Before answering, work out how many lines below contain the string "ToggleAutoCopy"; the reply is that number alone.

[Stored items]
=== Begin Enclosure ===

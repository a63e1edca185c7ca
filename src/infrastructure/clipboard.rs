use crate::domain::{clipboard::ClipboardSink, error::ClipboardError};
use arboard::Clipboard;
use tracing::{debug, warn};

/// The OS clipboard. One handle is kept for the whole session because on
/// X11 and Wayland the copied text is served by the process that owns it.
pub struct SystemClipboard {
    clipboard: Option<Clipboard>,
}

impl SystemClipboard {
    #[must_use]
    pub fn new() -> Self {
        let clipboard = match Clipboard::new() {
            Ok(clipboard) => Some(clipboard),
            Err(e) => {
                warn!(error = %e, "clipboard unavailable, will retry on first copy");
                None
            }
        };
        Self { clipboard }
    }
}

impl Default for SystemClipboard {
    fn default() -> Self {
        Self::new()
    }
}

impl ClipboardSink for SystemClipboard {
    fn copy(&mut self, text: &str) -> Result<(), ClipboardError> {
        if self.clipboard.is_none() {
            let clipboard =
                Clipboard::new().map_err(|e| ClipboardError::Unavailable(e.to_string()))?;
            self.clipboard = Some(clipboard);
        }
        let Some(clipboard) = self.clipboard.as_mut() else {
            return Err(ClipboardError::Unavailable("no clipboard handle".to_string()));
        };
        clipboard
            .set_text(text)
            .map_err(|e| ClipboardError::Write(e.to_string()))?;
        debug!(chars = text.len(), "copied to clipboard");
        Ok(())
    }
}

=== End Enclosure ===
=== Begin Enclosure ===

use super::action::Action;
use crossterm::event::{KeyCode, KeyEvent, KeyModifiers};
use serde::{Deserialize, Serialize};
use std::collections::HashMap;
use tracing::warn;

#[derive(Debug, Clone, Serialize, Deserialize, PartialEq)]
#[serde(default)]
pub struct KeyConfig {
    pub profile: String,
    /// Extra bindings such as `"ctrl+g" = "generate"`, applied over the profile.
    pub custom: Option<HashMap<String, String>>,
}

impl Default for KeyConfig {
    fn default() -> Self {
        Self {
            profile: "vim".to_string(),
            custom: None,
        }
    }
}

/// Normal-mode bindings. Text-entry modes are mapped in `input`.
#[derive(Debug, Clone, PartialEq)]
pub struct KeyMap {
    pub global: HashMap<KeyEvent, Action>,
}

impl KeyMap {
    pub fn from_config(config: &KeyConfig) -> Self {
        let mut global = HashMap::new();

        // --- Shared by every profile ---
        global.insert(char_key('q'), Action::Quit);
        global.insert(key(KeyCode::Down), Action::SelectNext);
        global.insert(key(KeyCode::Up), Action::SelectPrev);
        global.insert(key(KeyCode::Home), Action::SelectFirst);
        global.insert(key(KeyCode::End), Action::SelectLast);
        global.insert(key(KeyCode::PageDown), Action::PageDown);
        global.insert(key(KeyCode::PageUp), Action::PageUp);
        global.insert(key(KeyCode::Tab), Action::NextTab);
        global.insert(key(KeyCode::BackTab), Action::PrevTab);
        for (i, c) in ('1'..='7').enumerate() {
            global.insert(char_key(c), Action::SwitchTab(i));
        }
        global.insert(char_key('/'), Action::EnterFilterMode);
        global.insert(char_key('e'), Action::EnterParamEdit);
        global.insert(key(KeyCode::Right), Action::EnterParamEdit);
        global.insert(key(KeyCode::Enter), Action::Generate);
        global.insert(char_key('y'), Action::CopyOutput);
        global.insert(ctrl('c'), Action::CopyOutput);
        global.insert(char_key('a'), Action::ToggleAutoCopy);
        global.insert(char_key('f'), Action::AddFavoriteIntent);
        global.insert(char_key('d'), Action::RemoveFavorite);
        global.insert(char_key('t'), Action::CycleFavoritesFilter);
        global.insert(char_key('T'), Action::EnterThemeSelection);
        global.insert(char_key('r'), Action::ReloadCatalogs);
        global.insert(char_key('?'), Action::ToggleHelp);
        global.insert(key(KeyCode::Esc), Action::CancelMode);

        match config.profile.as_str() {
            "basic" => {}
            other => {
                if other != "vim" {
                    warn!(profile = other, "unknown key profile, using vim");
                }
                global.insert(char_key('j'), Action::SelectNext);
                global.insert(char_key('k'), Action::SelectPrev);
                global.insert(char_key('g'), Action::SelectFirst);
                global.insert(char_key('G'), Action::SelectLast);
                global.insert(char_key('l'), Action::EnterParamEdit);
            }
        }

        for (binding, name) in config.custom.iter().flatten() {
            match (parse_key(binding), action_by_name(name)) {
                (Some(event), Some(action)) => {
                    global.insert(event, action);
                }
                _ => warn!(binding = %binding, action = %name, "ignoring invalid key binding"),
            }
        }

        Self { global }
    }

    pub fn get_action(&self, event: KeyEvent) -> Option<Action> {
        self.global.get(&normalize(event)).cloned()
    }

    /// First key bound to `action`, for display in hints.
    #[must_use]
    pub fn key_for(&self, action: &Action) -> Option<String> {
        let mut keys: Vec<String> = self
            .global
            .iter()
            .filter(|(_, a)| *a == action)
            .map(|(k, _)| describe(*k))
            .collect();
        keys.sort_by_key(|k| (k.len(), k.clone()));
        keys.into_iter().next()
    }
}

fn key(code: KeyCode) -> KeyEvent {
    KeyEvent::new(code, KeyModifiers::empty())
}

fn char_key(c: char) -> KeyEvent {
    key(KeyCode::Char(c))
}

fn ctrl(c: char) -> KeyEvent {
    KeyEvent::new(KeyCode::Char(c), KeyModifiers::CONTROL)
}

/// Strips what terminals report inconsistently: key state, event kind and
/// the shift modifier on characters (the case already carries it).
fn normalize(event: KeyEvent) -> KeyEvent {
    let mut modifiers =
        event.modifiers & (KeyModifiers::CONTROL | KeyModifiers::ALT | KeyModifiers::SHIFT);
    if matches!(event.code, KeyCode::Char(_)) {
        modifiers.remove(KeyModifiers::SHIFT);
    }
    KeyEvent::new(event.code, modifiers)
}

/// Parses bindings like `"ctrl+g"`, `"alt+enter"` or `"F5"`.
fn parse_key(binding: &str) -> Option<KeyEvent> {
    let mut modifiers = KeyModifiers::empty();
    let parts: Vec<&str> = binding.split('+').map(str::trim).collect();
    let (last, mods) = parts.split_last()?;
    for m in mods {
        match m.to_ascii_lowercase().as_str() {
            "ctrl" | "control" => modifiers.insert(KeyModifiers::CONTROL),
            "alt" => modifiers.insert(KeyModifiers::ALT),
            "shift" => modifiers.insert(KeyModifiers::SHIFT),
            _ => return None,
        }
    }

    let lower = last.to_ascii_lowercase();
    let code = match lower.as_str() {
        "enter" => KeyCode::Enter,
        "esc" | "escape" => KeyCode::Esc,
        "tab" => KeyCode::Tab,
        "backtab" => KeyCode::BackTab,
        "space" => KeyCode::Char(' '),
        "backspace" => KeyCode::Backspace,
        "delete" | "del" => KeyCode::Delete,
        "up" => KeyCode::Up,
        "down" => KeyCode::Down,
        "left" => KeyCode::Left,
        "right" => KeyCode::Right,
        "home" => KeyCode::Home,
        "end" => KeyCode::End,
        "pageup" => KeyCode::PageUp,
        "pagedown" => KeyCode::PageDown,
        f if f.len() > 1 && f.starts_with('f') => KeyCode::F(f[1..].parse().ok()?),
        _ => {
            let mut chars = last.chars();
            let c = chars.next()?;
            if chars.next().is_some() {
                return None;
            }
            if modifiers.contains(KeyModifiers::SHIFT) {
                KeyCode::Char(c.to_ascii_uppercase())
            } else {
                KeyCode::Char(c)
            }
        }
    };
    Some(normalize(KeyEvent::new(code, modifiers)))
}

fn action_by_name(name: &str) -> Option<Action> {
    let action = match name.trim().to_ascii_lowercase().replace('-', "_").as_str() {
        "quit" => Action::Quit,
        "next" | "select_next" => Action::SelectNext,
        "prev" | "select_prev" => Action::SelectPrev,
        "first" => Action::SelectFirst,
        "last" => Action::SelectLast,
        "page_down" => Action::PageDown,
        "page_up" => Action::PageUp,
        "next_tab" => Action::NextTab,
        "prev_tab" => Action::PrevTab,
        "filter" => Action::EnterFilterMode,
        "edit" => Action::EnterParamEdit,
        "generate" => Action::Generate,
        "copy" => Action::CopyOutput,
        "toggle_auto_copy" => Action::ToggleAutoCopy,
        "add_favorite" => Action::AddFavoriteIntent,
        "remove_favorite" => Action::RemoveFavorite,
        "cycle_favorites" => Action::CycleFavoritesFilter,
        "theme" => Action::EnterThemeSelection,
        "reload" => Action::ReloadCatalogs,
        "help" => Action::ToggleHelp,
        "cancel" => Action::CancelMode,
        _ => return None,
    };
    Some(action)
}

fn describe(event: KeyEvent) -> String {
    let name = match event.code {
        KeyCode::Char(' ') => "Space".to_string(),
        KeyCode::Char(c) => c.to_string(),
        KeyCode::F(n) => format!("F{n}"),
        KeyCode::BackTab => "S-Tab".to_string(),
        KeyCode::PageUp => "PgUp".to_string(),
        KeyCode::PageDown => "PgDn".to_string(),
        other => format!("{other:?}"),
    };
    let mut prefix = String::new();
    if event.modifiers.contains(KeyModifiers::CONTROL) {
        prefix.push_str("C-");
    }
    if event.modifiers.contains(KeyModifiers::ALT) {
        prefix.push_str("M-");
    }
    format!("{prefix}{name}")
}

=== End Enclosure ===
=== Begin Enclosure ===

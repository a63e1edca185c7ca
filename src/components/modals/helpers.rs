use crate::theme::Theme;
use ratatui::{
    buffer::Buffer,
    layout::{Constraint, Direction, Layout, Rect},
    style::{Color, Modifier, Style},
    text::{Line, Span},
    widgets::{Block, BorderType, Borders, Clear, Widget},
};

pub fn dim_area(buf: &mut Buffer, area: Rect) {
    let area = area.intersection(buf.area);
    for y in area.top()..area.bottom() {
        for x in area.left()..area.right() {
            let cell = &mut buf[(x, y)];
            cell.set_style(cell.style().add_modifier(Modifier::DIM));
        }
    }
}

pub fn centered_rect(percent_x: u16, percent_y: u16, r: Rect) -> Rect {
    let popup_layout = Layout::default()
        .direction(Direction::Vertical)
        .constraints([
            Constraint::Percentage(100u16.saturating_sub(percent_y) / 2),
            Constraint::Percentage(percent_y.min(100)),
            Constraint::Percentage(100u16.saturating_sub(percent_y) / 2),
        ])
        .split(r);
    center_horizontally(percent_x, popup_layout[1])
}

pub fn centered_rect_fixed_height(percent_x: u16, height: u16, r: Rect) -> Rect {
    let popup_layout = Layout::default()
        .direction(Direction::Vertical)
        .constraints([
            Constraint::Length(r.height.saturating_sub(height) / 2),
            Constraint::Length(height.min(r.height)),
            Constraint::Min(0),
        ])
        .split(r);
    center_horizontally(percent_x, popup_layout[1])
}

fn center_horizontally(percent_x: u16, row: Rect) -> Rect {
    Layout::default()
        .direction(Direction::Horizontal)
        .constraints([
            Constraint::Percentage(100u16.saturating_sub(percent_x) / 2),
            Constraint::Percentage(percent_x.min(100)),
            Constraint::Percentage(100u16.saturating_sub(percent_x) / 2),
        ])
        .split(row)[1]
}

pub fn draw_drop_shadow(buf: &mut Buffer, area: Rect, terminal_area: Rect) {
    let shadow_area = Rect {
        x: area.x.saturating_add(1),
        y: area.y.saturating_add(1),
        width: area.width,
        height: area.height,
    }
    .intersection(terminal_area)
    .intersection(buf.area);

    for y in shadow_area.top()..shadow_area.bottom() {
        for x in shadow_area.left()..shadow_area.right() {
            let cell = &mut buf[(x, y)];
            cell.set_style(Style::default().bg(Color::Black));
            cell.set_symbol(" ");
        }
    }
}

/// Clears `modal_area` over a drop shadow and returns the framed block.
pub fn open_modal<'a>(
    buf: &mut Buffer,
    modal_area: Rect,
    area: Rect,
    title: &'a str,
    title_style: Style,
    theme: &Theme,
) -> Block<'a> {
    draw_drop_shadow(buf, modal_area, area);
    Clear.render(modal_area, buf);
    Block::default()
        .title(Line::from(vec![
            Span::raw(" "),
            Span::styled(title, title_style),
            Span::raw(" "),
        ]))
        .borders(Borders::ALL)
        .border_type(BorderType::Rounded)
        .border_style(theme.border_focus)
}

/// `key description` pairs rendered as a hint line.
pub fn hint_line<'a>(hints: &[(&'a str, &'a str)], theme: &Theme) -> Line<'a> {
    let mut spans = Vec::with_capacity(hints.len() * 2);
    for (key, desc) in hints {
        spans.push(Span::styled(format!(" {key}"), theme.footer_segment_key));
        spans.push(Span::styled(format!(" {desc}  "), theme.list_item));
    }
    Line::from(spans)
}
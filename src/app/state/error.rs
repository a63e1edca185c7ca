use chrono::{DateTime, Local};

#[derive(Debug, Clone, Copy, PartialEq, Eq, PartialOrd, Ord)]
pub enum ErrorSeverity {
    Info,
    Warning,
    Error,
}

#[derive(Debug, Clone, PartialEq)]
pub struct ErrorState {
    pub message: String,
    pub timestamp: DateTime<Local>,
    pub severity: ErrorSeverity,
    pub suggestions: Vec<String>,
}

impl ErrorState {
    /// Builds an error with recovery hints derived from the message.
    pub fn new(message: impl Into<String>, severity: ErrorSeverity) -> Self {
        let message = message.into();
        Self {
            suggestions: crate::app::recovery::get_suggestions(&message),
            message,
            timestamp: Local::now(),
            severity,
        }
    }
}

=== End Enclosure ===

### Your solution
2